Os parentes acusam uma estagiária pelo erro no procedimento. Durante o velório e o enterro, parentes e amigos de Palmerina exibiram cartazes de protesto contra a morte da idosa.
"Isso é um absurdo, quem vai trazer minha avó de volta? Ninguém faz nada, ninguém nos dar uma satisfação, ninguém do hospital sequer respeita a dor da nossa família. Minha avó era uma senhora muito querida e amada. Isso é um grande descaso", relatou um dos netos da vítima, Gilberto Ribeiro, de 36 anos, que acrescentou ainda que no momento em que o procedimento foi realizado, a estagiária estava sem supervisora.
"Minha tia estava com ela e disse que na hora em que a estagiária foi aplicar o café com leite na sonda, não havia nenhuma enfermeira supervisora por perto. Aí em vez de ela colocar o café na sonda do nariz, que iria direto para o estômago da minha avó, ela colocou o alimento na sonda que levou o café para a veia e minha avó morreu", completou.
Segundo uma das filhas de Palmerina, Ilma Ribeiro, a mãe ficou internada com suspeita de pneumonia durante 10 dias no Hospital de Saracuruna, também na Baixada. Em seguida, ela apresentou uma melhora e foi para casa.

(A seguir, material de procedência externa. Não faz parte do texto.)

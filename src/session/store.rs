use std::collections::HashMap;
use std::sync::{Arc, Mutex, MutexGuard};
use std::time::{Duration, Instant};
use tracing::debug;
use uuid::Uuid;

use crate::session::history::PredictionHistory;

pub const DEFAULT_IDLE_TIMEOUT: Duration = Duration::from_secs(30 * 60);
pub const DEFAULT_MAX_SESSIONS: usize = 10_000;

#[derive(Debug)]
struct Session {
    history: Arc<Mutex<PredictionHistory>>,
    last_seen: Instant,
}

impl Session {
    fn new() -> Self {
        Session {
            history: Arc::new(Mutex::new(PredictionHistory::new())),
            last_seen: Instant::now(),
        }
    }
}

/// Per-session prediction histories for concurrent callers.
///
/// Each session id owns its own history; no entry is ever visible to another
/// session. The map lock is only held to look a session up, so work done
/// against one history never waits on another session. Sessions idle for
/// longer than the timeout are dropped, and the least recently seen session
/// is evicted when the store is full.
#[derive(Debug)]
pub struct SessionStore {
    sessions: Mutex<HashMap<Uuid, Session>>,
    idle_timeout: Duration,
    max_sessions: usize,
}

impl Default for SessionStore {
    fn default() -> Self {
        Self::with_limits(DEFAULT_IDLE_TIMEOUT, DEFAULT_MAX_SESSIONS)
    }
}

fn lock_history(history: &Mutex<PredictionHistory>) -> MutexGuard<'_, PredictionHistory> {
    // A panic while holding the lock leaves the history intact
    history.lock().unwrap_or_else(|poisoned| poisoned.into_inner())
}

impl SessionStore {
    pub fn new() -> Self {
        Self::default()
    }

    pub fn with_limits(idle_timeout: Duration, max_sessions: usize) -> Self {
        SessionStore {
            sessions: Mutex::new(HashMap::new()),
            idle_timeout,
            max_sessions: max_sessions.max(1),
        }
    }

    pub fn start(&self) -> Uuid {
        let id = Uuid::new_v4();
        let mut sessions = self.lock();
        self.sweep(&mut sessions);
        if sessions.len() >= self.max_sessions {
            let oldest = sessions
                .iter()
                .min_by_key(|(_, session)| session.last_seen)
                .map(|(id, _)| *id);
            if let Some(oldest) = oldest {
                sessions.remove(&oldest);
                debug!(session = %oldest, "Evicted least recently used session");
            }
        }
        sessions.insert(id, Session::new());
        debug!(session = %id, "Session started");
        id
    }

    /// Returns `id` if it names a live session and marks it as seen.
    pub fn resume(&self, id: Option<Uuid>) -> Option<Uuid> {
        let id = id?;
        let mut sessions = self.lock();
        self.sweep(&mut sessions);
        let session = sessions.get_mut(&id)?;
        session.last_seen = Instant::now();
        Some(id)
    }

    /// Returns `id` if it is live, otherwise a freshly started session.
    pub fn resume_or_start(&self, id: Option<Uuid>) -> Uuid {
        match self.resume(id) {
            Some(id) => id,
            None => self.start(),
        }
    }

    fn history_handle(&self, id: Uuid) -> Arc<Mutex<PredictionHistory>> {
        let mut sessions = self.lock();
        let session = sessions.entry(id).or_insert_with(Session::new);
        session.last_seen = Instant::now();
        Arc::clone(&session.history)
    }

    /// Runs `f` with exclusive access to the session's history.
    ///
    /// Only calls for the same session are serialised.
    pub fn with_history<T>(&self, id: Uuid, f: impl FnOnce(&mut PredictionHistory) -> T) -> T {
        let handle = self.history_handle(id);
        let mut history = lock_history(&handle);
        f(&mut history)
    }

    /// Copy of the session's history; empty for an unknown session.
    pub fn snapshot(&self, id: Uuid) -> PredictionHistory {
        let handle = self.lock().get(&id).map(|session| Arc::clone(&session.history));
        match handle {
            Some(handle) => lock_history(&handle).clone(),
            None => PredictionHistory::new(),
        }
    }

    /// Ends the session and drops its history.
    pub fn end(&self, id: Uuid) -> bool {
        let removed = self.lock().remove(&id).is_some();
        if removed {
            debug!(session = %id, "Session ended");
        }
        removed
    }

    /// Drops idle sessions, returning how many were removed.
    pub fn remove_expired(&self) -> usize {
        let mut sessions = self.lock();
        self.sweep(&mut sessions)
    }

    pub fn len(&self) -> usize {
        self.lock().len()
    }

    pub fn is_empty(&self) -> bool {
        self.len() == 0
    }

    fn sweep(&self, sessions: &mut HashMap<Uuid, Session>) -> usize {
        let before = sessions.len();
        sessions.retain(|_, session| session.last_seen.elapsed() <= self.idle_timeout);
        let removed = before - sessions.len();
        if removed > 0 {
            debug!(removed, "Expired idle sessions");
        }
        removed
    }

    fn lock(&self) -> MutexGuard<'_, HashMap<Uuid, Session>> {
        self.sessions.lock().unwrap_or_else(|poisoned| poisoned.into_inner())
    }
}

No entanto, no dia seguinte, a idosa passou mal novamente e foi encaminhada para o PAM de São João, de onde, segundo os filhos, ela receberia alta nesta segunda.

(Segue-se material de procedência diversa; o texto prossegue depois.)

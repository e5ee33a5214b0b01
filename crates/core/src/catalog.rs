//! Field constraints and validation functions for products and categories.
//!
//! The store enforces identity and referential integrity; everything else a
//! request body can get wrong is checked here before a query is issued.

// ---------------------------------------------------------------------------
// Constants
// ---------------------------------------------------------------------------

/// Maximum length of a product or category name in characters.
pub const MAX_NAME_LENGTH: usize = 120;

/// Maximum length of a product or category description in characters.
pub const MAX_DESCRIPTION_LENGTH: usize = 1_000;

// ---------------------------------------------------------------------------
// Validation functions
// ---------------------------------------------------------------------------

/// Validate a name: must contain non-whitespace and stay within the length limit.
pub fn validate_name(name: &str) -> Result<(), String> {
    if name.trim().is_empty() {
        return Err("Name cannot be empty".to_string());
    }
    if name.chars().count() > MAX_NAME_LENGTH {
        return Err(format!(
            "Name exceeds maximum length of {MAX_NAME_LENGTH} characters"
        ));
    }
    Ok(())
}

/// Validate an optional description against the length limit.
pub fn validate_description(description: &str) -> Result<(), String> {
    if description.chars().count() > MAX_DESCRIPTION_LENGTH {
        return Err(format!(
            "Description exceeds maximum length of {MAX_DESCRIPTION_LENGTH} characters"
        ));
    }
    Ok(())
}

/// Validate a price: must be a finite, non-negative number.
pub fn validate_price(price: f64) -> Result<(), String> {
    if !price.is_finite() {
        return Err("Price must be a finite number".to_string());
    }
    if price < 0.0 {
        return Err(format!("Price must be non-negative, got {price}"));
    }
    Ok(())
}

/// Validate a stock count: must be non-negative.
pub fn validate_stock(stock: i32) -> Result<(), String> {
    if stock < 0 {
        return Err(format!("Stock must be non-negative, got {stock}"));
    }
    Ok(())
}

// ---------------------------------------------------------------------------
// Tests
// ---------------------------------------------------------------------------

#[cfg(test)]
mod tests {
    use super::*;

    // -- validate_name -------------------------------------------------------

    #[test]
    fn valid_name_accepted() {
        assert!(validate_name("Espresso beans").is_ok());
    }

    #[test]
    fn empty_name_rejected() {
        let result = validate_name("");
        assert!(result.is_err());
        assert!(result.unwrap_err().contains("cannot be empty"));
    }

    #[test]
    fn whitespace_only_name_rejected() {
        assert!(validate_name("   ").is_err());
    }

    #[test]
    fn name_at_limit_accepted() {
        let name = "a".repeat(MAX_NAME_LENGTH);
        assert!(validate_name(&name).is_ok());
    }

    #[test]
    fn name_over_limit_rejected() {
        let name = "a".repeat(MAX_NAME_LENGTH + 1);
        assert!(validate_name(&name).unwrap_err().contains("maximum length"));
    }

    #[test]
    fn name_length_counts_characters_not_bytes() {
        let name = "é".repeat(MAX_NAME_LENGTH);
        assert!(validate_name(&name).is_ok());
    }

    // -- validate_description ------------------------------------------------

    #[test]
    fn empty_description_accepted() {
        assert!(validate_description("").is_ok());
    }

    #[test]
    fn long_description_rejected() {
        let text = "x".repeat(MAX_DESCRIPTION_LENGTH + 1);
        assert!(validate_description(&text).is_err());
    }

    // -- validate_price ------------------------------------------------------

    #[test]
    fn zero_price_accepted() {
        assert!(validate_price(0.0).is_ok());
    }

    #[test]
    fn negative_price_rejected() {
        assert!(validate_price(-0.01).unwrap_err().contains("non-negative"));
    }

    #[test]
    fn nan_and_infinite_price_rejected() {
        assert!(validate_price(f64::NAN).is_err());
        assert!(validate_price(f64::INFINITY).is_err());
    }

    // -- validate_stock ------------------------------------------------------

    #[test]
    fn stock_bounds() {
        assert!(validate_stock(0).is_ok());
        assert!(validate_stock(250).is_ok());
        assert!(validate_stock(-1).is_err());
    }
}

Procurada pelo G1, em nota, a Prefeitura de São João de Meriti informou nque uma sindicância foi aberta para esclarecer o caso e que a estagiária e as enfermeiras supervisoras foram afastadas de suas funções.

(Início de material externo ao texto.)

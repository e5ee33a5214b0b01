//! `GET /health`, mounted outside the versioned API.
//!
//! The report is `"ok"` only when the database answers and its
//! `_sqlx_migrations` table holds every migration this binary embeds. Pool
//! occupancy is included next to the configured connection limit.

use axum::extract::State;
use axum::routing::get;
use axum::{Json, Router};
use serde::Serialize;

use crate::state::AppState;

#[derive(Debug, Serialize)]
pub struct HealthReport {
    /// `"ok"` when the database is reachable and the schema is current,
    /// `"degraded"` otherwise.
    pub status: &'static str,
    pub version: &'static str,
    pub database: DatabaseHealth,
    /// Absent when the migrations table could not be read.
    #[serde(skip_serializing_if = "Option::is_none")]
    pub migrations: Option<MigrationHealth>,
}

#[derive(Debug, Serialize)]
pub struct DatabaseHealth {
    pub reachable: bool,
    pub open_connections: u32,
    pub idle_connections: usize,
    pub max_connections: u32,
}

#[derive(Debug, Serialize)]
pub struct MigrationHealth {
    pub applied: i64,
    pub embedded: i64,
}

async fn report(State(state): State<AppState>) -> Json<HealthReport> {
    let reachable = catalog_db::health_check(&state.pool).await.is_ok();

    let migrations = if reachable {
        match catalog_db::migration_status(&state.pool).await {
            Ok(status) => Some(status),
            Err(err) => {
                tracing::warn!(error = %err, "Could not read migration status");
                None
            }
        }
    } else {
        None
    };

    let schema_current = migrations.is_some_and(|m| m.is_current());
    let status = if reachable && schema_current {
        "ok"
    } else {
        "degraded"
    };

    Json(HealthReport {
        status,
        version: env!("CARGO_PKG_VERSION"),
        database: DatabaseHealth {
            reachable,
            open_connections: state.pool.size(),
            idle_connections: state.pool.num_idle(),
            max_connections: state.config.db_max_connections,
        },
        migrations: migrations.map(|m| MigrationHealth {
            applied: m.applied,
            embedded: m.embedded,
        }),
    })
}

pub fn router() -> Router<AppState> {
    Router::new().route("/health", get(report))
}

Na quarta-feira (10), uma outra idosa, de 88 anos também morreu após uma enfermeira injetar sopa em sua veia. O caso ocorreu em Barra Mansa, na Região Sul Fluminense. No mesmo dia, o Conselho Regional de Medicina do Rio de Janeiro (Cremerj) abriu uma sindicância para apurar o ocorrido.
O Conselho Regional de Enfermagem do Rio de Janeiro (COREN- RJ) vai entrar na justiça, nesta terça-feira (16), para obrigar as duas unidades de saúde ( de São João de Meriti e Barra Mansa) a fornecerem toda a documentação referente ao óbitos.
Leia a íntegra da nota enviada pela Prefeitura de São João de Meriti
"A Prefeitura de São João de Meriti, por meio da Secretaria Municipal de Saúde, informa que está sendo aberta sindicância administrativa para esclarecer o caso e que tanto a estagiária técnica de enfermagem, como as enfermeiras supervisoras de estágio e de plantão na unidade de saúde foram afastadas de suas funções. Os responsáveis pelo erro serão punidos exemplarmente e deverão também responder a inquérito aberto na 64ª DP (Vilar dos Teles)".